--- START ---
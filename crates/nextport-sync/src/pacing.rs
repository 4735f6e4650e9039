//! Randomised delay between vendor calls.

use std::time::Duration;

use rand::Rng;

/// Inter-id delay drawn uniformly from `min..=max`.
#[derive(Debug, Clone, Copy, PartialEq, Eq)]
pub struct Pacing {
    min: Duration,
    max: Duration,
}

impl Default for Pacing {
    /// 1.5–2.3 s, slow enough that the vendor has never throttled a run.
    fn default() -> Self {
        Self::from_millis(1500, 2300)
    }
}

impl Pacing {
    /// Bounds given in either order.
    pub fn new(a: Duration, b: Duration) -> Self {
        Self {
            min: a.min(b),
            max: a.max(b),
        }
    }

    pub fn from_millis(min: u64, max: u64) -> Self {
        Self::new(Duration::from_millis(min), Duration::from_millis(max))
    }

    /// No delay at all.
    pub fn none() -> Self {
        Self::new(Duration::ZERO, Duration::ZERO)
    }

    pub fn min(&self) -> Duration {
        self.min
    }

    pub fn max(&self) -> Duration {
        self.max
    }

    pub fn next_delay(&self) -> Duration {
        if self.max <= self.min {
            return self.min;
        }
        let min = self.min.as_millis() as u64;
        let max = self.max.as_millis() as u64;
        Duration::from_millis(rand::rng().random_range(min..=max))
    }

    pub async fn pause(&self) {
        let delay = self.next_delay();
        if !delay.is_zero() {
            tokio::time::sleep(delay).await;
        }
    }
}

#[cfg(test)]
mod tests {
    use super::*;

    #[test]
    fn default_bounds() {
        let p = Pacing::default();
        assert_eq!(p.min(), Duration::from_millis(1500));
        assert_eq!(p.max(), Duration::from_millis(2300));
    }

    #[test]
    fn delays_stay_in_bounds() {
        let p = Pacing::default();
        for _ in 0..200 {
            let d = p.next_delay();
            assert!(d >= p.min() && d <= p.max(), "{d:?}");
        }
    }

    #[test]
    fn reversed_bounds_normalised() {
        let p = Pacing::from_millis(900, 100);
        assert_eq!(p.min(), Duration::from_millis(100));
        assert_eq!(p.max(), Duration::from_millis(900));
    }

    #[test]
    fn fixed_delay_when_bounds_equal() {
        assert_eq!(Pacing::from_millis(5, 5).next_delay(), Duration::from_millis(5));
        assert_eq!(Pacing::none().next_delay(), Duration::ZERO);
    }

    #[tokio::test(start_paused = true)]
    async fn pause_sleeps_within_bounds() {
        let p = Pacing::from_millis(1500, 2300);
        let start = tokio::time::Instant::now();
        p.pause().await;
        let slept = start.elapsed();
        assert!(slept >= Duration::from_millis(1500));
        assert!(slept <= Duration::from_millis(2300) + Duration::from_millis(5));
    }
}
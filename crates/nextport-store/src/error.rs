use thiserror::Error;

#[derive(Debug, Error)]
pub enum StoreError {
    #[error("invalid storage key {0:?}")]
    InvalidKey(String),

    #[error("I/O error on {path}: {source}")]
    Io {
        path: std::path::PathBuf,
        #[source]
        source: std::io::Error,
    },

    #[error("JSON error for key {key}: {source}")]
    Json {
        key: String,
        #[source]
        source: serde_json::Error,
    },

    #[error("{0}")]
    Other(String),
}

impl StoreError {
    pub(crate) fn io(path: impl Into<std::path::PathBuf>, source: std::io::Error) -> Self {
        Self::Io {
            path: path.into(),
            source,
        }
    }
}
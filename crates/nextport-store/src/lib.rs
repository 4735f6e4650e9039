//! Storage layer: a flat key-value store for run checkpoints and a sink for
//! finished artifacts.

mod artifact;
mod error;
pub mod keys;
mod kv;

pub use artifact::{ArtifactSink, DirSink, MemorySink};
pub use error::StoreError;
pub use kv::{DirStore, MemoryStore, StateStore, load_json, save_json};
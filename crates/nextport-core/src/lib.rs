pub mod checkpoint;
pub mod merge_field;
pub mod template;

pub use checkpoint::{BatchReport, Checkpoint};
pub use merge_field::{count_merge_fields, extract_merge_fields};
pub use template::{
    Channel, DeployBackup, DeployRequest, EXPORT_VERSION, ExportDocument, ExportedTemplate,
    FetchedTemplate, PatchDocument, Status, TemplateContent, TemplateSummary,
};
--- END ---
Pull every line holding "StoreError" out of the records.

pub enum StoreError {
impl StoreError {
pub use error::StoreError;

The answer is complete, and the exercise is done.